At one time, the answer to, do I need a divorce lawyer, was a resounding, “yes, of course you do.” The partnership of divorce and lawyers was taken for granted, like peanut butter and jelly. Today the answer is not so clear cut. More people than ever before can (if they choose) file for divorce without a lawyer.
Until quite recently, the option to pursue a do-it-yourself divorce was more or less limited to those with very simple, straightforward divorces – few assets, no minor children and agreement on all fronts. Everyone else was still thought to need a divorce lawyer.
In recent years this has changed considerably. There has been a boom in organizations set up specifically to help more people file for divorce without a lawyer. For instance, people with children, larger assets or specific areas of disagreement or concern.
As a result, there’s now a huge number of people stuck between those who definitely don’t need a divorce lawyer and those who definately do. In other words, the answer to do I need a divorce lawyer is now more likely to be “maybe, maybe not” rather than a straight yes or no.
So how do you know where you fit in – if you need a divorce lawyer or not?
A good starting point is to look at the two ends of the spectrum – those who definitely don’t need a divorce lawyer and those who probably do.

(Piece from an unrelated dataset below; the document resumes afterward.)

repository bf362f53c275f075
//! Command-line interface

pub mod args;
pub mod commands;

pub use args::{Cli, Commands};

The answer to do I need a divorce lawyer is almost certainly “no” if:
You have modest or negligible assets, have not been married long enough for your financial and other affairs to become totally entangled, have no children or no minor children, and no disagreements regarding your divorce – it will not be contested by either of you in any way.

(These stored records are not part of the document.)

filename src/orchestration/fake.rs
//! In-memory image store for tests
//!
//! Records every call so tests can assert on what the cache controller
//! asked the backend to do.

use crate::error::{KilnError, KilnResult};
use crate::orchestration::images::{CommitOptions, ConfigChange};
use crate::orchestration::store::ImageStore;
use async_trait::async_trait;
use std::collections::{BTreeMap, BTreeSet};
use std::path::Path;
use std::sync::{Mutex, MutexGuard};

/// A recorded backend call
#[derive(Debug, Clone, PartialEq, Eq)]
pub(crate) enum Call {
    Create { from: String, name: String },
    Remove(String),
    Exists(String),
    Execute(Vec<String>),
    Capture(Vec<String>),
    Configure(Vec<ConfigChange>),
    CopyHost { dest: String },
    CopyImage { image: String, src: String, dest: String },
    Commit { tag: String, squash: bool },
    List(String),
    Delete(String),
}

#[derive(Debug, Default)]
pub(crate) struct FakeState {
    /// Tagged images present in the store
    pub images: BTreeSet<String>,
    /// Live working containers, by name, with the image they came from
    pub containers: BTreeMap<String, String>,
    /// Commands (joined with spaces) that exit non-zero
    pub failing_commands: BTreeSet<String>,
    /// Canned stdout for captured commands
    pub captures: BTreeMap<String, String>,
    /// Images whose deletion fails
    pub undeletable: BTreeSet<String>,
    /// Container names that can never be created
    pub stuck_names: BTreeSet<String>,
    pub calls: Vec<Call>,
}

/// Image store whose state lives in memory
#[derive(Debug, Default)]
pub(crate) struct FakeStore {
    state: Mutex<FakeState>,
}

impl FakeStore {
    pub fn new() -> Self {
        Self::default()
    }

    pub fn with_images(images: &[&str]) -> Self {
        let store = Self::new();
        store
            .state()
            .images
            .extend(images.iter().map(|s| s.to_string()));
        store
    }

    pub fn state(&self) -> MutexGuard<'_, FakeState> {
        self.state.lock().unwrap()
    }

    pub fn fail_command(&self, command: &str) {
        self.state().failing_commands.insert(command.to_string());
    }

    pub fn calls(&self) -> Vec<Call> {
        self.state().calls.clone()
    }

    pub fn clear_calls(&self) {
        self.state().calls.clear();
    }

    /// Commands executed through `execute`, joined with spaces
    pub fn executed(&self) -> Vec<String> {
        self.state()
            .calls
            .iter()
            .filter_map(|c| match c {
                Call::Execute(cmd) => Some(cmd.join(" ")),
                _ => None,
            })
            .collect()
    }

    pub fn commits(&self) -> Vec<String> {
        self.state()
            .calls
            .iter()
            .filter_map(|c| match c {
                Call::Commit { tag, .. } => Some(tag.clone()),
                _ => None,
            })
            .collect()
    }

    pub fn has_image(&self, tag: &str) -> bool {
        self.state().images.contains(tag)
    }

    pub fn live_containers(&self) -> BTreeMap<String, String> {
        self.state().containers.clone()
    }
}

#[async_trait]
impl ImageStore for FakeStore {
    async fn ensure_available(&self) -> KilnResult<()> {
        Ok(())
    }

    async fn create_container(&self, from_image: &str, name: &str) -> KilnResult<()> {
        let mut state = self.state();
        state.calls.push(Call::Create {
            from: from_image.to_string(),
            name: name.to_string(),
        });
        if state.stuck_names.contains(name) {
            return Err(KilnError::ContainerNameConflict {
                name: name.to_string(),
                stderr: "already in use".to_string(),
            });
        }
        state
            .containers
            .insert(name.to_string(), from_image.to_string());
        Ok(())
    }

    async fn remove_container(&self, name: &str) {
        let mut state = self.state();
        state.calls.push(Call::Remove(name.to_string()));
        state.containers.remove(name);
    }

    async fn image_exists(&self, tag: &str) -> bool {
        let mut state = self.state();
        state.calls.push(Call::Exists(tag.to_string()));
        state.images.contains(tag)
    }

    async fn execute(
        &self,
        _name: &str,
        command: &[String],
        _env: Option<&BTreeMap<String, String>>,
    ) -> KilnResult<()> {
        let mut state = self.state();
        state.calls.push(Call::Execute(command.to_vec()));
        let joined = command.join(" ");
        if state.failing_commands.contains(&joined) {
            return Err(KilnError::StepExecutionFailed {
                command: joined,
                code: 1,
                output: "simulated failure".to_string(),
            });
        }
        Ok(())
    }

    async fn execute_capture(&self, _name: &str, command: &[String]) -> KilnResult<String> {
        let mut state = self.state();
        state.calls.push(Call::Capture(command.to_vec()));
        let joined = command.join(" ");
        if state.failing_commands.contains(&joined) {
            return Err(KilnError::StepExecutionFailed {
                command: joined,
                code: 1,
                output: "simulated failure".to_string(),
            });
        }
        Ok(state.captures.get(&joined).cloned().unwrap_or_default())
    }

    async fn configure(&self, _name: &str, changes: &[ConfigChange]) -> KilnResult<()> {
        self.state().calls.push(Call::Configure(changes.to_vec()));
        Ok(())
    }

    async fn copy_from_host(&self, _name: &str, host_path: &Path, dest: &str) -> KilnResult<()> {
        if !host_path.exists() {
            return Err(KilnError::SourceNotFound(host_path.to_path_buf()));
        }
        self.state().calls.push(Call::CopyHost {
            dest: dest.to_string(),
        });
        Ok(())
    }

    async fn copy_from_image(
        &self,
        source_image: &str,
        _name: &str,
        src: &str,
        dest: &str,
    ) -> KilnResult<()> {
        let mut state = self.state();
        state.calls.push(Call::CopyImage {
            image: source_image.to_string(),
            src: src.to_string(),
            dest: dest.to_string(),
        });
        if !state.images.contains(source_image) {
            return Err(KilnError::command_exec(
                "copy --from",
                format!("{}: image not known", source_image),
            ));
        }
        Ok(())
    }

    async fn commit(&self, _name: &str, tag: &str, options: &CommitOptions) -> KilnResult<()> {
        let mut state = self.state();
        state.calls.push(Call::Commit {
            tag: tag.to_string(),
            squash: options.squash,
        });
        state.images.insert(tag.to_string());
        Ok(())
    }

    async fn list_images(&self, prefix: &str) -> KilnResult<Vec<String>> {
        let mut state = self.state();
        state.calls.push(Call::List(prefix.to_string()));
        Ok(state
            .images
            .iter()
            .filter(|name| name.contains(prefix))
            .cloned()
            .collect())
    }

    async fn delete_image(&self, tag: &str) -> KilnResult<()> {
        let mut state = self.state();
        state.calls.push(Call::Delete(tag.to_string()));
        if state.undeletable.contains(tag) {
            return Err(KilnError::command_exec(
                "rmi",
                "image is in use by a container",
            ));
        }
        state.images.remove(tag);
        Ok(())
    }

    fn backend_name(&self) -> &'static str {
        "fake"
    }
}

The answer is almost certainly “yes, you need a divorce lawyer” if:
There has been abuse in the marriage, of substances and/or people, if you or your spouse are in the military, pending bankruptcy, suffering from mental health problems, incarcerated or pending trial, strongly suspected of hiding assets or have a history of evading financial obligations.

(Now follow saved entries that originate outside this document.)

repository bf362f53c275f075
//! Output functions for consistent build progress formatting

use super::context::UiContext;
use console::style;

/// Display intro banner
pub fn intro(ctx: &UiContext, title: &str) {
    if ctx.use_fancy_output() {
        cliclack::intro(style(title).cyan().bold()).ok();
    } else {
        println!("{}", style(title).cyan().bold());
    }
}

/// Display success outro
pub fn outro_success(ctx: &UiContext, message: &str) {
    if ctx.use_fancy_output() {
        cliclack::outro(style(message).green().bold()).ok();
    } else {
        println!("{} {}", style("[OK]").green(), message);
    }
}

/// Display error outro
pub fn outro_error(ctx: &UiContext, message: &str) {
    if ctx.use_fancy_output() {
        cliclack::outro(style(message).red().bold()).ok();
    } else {
        println!("{} {}", style("[ERROR]").red(), message);
    }
}

/// Announce a recipe step ("Step 2/5: Compiling")
pub fn step_banner(ctx: &UiContext, current: usize, total: usize, message: &str) {
    let label = format!("Step {}/{}", current, total);
    if ctx.use_fancy_output() {
        cliclack::log::step(format!("{}: {}", style(label).blue().bold(), message)).ok();
    } else {
        println!("{}: {}", style(label).blue().bold(), message);
    }
}

/// Report a step served from the layer cache
pub fn step_cached(ctx: &UiContext, key: &str) {
    let message = format!("Using cached layer {}", key);
    if ctx.use_fancy_output() {
        cliclack::log::success(style(message).green().bold()).ok();
    } else {
        println!("  {} {}", style("[CACHED]").green(), message);
    }
}

/// Display a success step
pub fn step_ok(ctx: &UiContext, message: &str) {
    if ctx.use_fancy_output() {
        cliclack::log::success(message).ok();
    } else {
        println!("  {} {}", style("[OK]").green(), message);
    }
}

/// Display a warning step
pub fn step_warn(ctx: &UiContext, message: &str) {
    if ctx.use_fancy_output() {
        cliclack::log::warning(message).ok();
    } else {
        println!("  {} {}", style("[WARN]").yellow(), message);
    }
}

/// Display an info step
pub fn step_info(ctx: &UiContext, message: &str) {
    if ctx.use_fancy_output() {
        cliclack::log::info(message).ok();
    } else {
        println!("  {} {}", style("[INFO]").cyan(), message);
    }
}

/// Display a dimmed remark
pub fn remark(ctx: &UiContext, message: &str) {
    if ctx.use_fancy_output() {
        cliclack::log::remark(message).ok();
    } else {
        println!("  {}", style(message).dim());
    }
}

/// Print styled key-value pair
pub fn key_value(ctx: &UiContext, key: &str, value: &str) {
    if ctx.use_fancy_output() {
        println!("  {}: {}", style(key).dim(), value);
    } else {
        println!("  {}: {}", key, value);
    }
}
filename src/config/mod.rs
//! Build spec loading for kiln

pub mod modules;
pub mod schema;

pub use modules::{ModuleConfig, ModuleKind, ModuleRef, ModuleVersion};
pub use schema::BuildSpec;

use crate::error::{KilnError, KilnResult};
use std::path::{Path, PathBuf};
use tokio::fs;
use tracing::debug;

/// Default build spec location, relative to the working directory
pub const DEFAULT_SPEC_PATH: &str = "configs/build.toml";

/// Build spec manager
pub struct ConfigManager {
    spec_path: PathBuf,
}

impl ConfigManager {
    /// Create a new manager with the default spec path
    pub fn new() -> Self {
        Self {
            spec_path: PathBuf::from(DEFAULT_SPEC_PATH),
        }
    }

    /// Create a manager with a custom spec path
    pub fn with_path(path: PathBuf) -> Self {
        Self { spec_path: path }
    }

    /// Load and validate the build spec
    pub async fn load(&self) -> KilnResult<BuildSpec> {
        if !self.spec_path.exists() {
            return Err(KilnError::ConfigNotFound(self.spec_path.clone()));
        }

        let spec = self.load_from_file(&self.spec_path).await?;
        spec.validate().map_err(|reason| KilnError::ConfigInvalid {
            path: self.spec_path.clone(),
            reason,
        })?;

        debug!(
            "Loaded build spec for {} from {}",
            spec.project_name,
            self.spec_path.display()
        );
        Ok(spec)
    }

    /// Parse a build spec file without validating it
    pub async fn load_from_file(&self, path: &Path) -> KilnResult<BuildSpec> {
        let content = fs::read_to_string(path)
            .await
            .map_err(|e| KilnError::io(format!("reading build spec from {}", path.display()), e))?;

        toml::from_str(&content).map_err(|e| KilnError::ConfigInvalid {
            path: path.to_path_buf(),
            reason: e.to_string(),
        })
    }

    /// Get the spec file path
    pub fn path(&self) -> &Path {
        &self.spec_path
    }
}

impl Default for ConfigManager {
    fn default() -> Self {
        Self::new()
    }
}
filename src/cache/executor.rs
//! Build step execution

use crate::error::KilnResult;
use crate::orchestration::ImageStore;
use std::collections::BTreeMap;
use tracing::debug;

/// Runs one step inside a working container, uncached.
///
/// Output is streamed live by the store; a non-zero exit surfaces as
/// `StepExecutionFailed` unchanged.
pub struct StepExecutor<'a> {
    store: &'a dyn ImageStore,
    working_name: String,
}

impl<'a> StepExecutor<'a> {
    pub fn new(store: &'a dyn ImageStore, working_name: impl Into<String>) -> Self {
        Self {
            store,
            working_name: working_name.into(),
        }
    }

    pub async fn run(
        &self,
        command: &[String],
        env: Option<&BTreeMap<String, String>>,
    ) -> KilnResult<()> {
        debug!("{} run {} -- {}", self.store.backend_name(), self.working_name, command.join(" "));
        self.store.execute(&self.working_name, command, env).await
    }

    pub async fn capture(&self, command: &[String]) -> KilnResult<String> {
        self.store.execute_capture(&self.working_name, command).await
    }
}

On the whole, these are situations which may be far more complex than the parties realize. They have or may have an impact that can be difficult if not impossible for laypeople to foresee, understand or manage successfully without expert help.
However, the need for a lawyer in these cases does not necessarily extend so far as needing a lawyer to manage your entire divorce. The key need is to uncover any “hidden” issues or considerations before proceeding with a divorce. (Make sure you find a good divorce lawyer with some expertise in your “risk area.”) After consultation, a lawyer may well advise that, all circumstances considered, you can in fact go ahead and file for divorce yourself, if that is what you want.
For everyone else, the answer is “maybe, maybe not.”
If you fall into this category, you most likely have a mixed bundle of simple and not-so-simple circumstances. Whether or not you will need a divorce lawyer will depend largely on the nature of the not-so-simple issues and the likelihood that you and your spouse can reach agreement, or at least be willing to try.
As mentioned above, a great deal of free and low-cost help with do-it-yourself divorces is now available so take this into consideration. It is also important to know that the same type of help is now available from divorce lawyers too.
After considering the above – your circumstances, your capacity to work together and available help – there are four possible outcomes:
- You feel you can overcome tricky issues and file for divorce yourselves, without any help.
- You can overcome tricky issues with the help of free and low-cost self-help divorce services available, and then file for divorce yourselves.
- You can deal with tricky issues by hiring a divorce lawyer to help with those issues alone, and file for divorce yourself.
- Your circumstances and/or ability to work together are such that you need or prefer to retain a divorce lawyer to manage your entire divorce.
You may notice that much of the advice you may read or have read already elsewhere is much more black-and-white than the advice offered here.
In part this is because it errs on the side of caution, and fair enough. Whatever you feel your options are, it is never a bad idea to consult with a lawyer to ensure there are no hidden dangers in the route you prefer to pursue.
Otherwise, a great deal of advice on this issue is simply out-of-step with current options which have grown in response to demand – demand for the control and other advantages of a do-it-yourself divorce but not at the expense of expert advice if and when needed.
The bottom line is, today far fewer people need a divorce lawyer and of those who do, many do not need a lawyer to manage their entire divorce.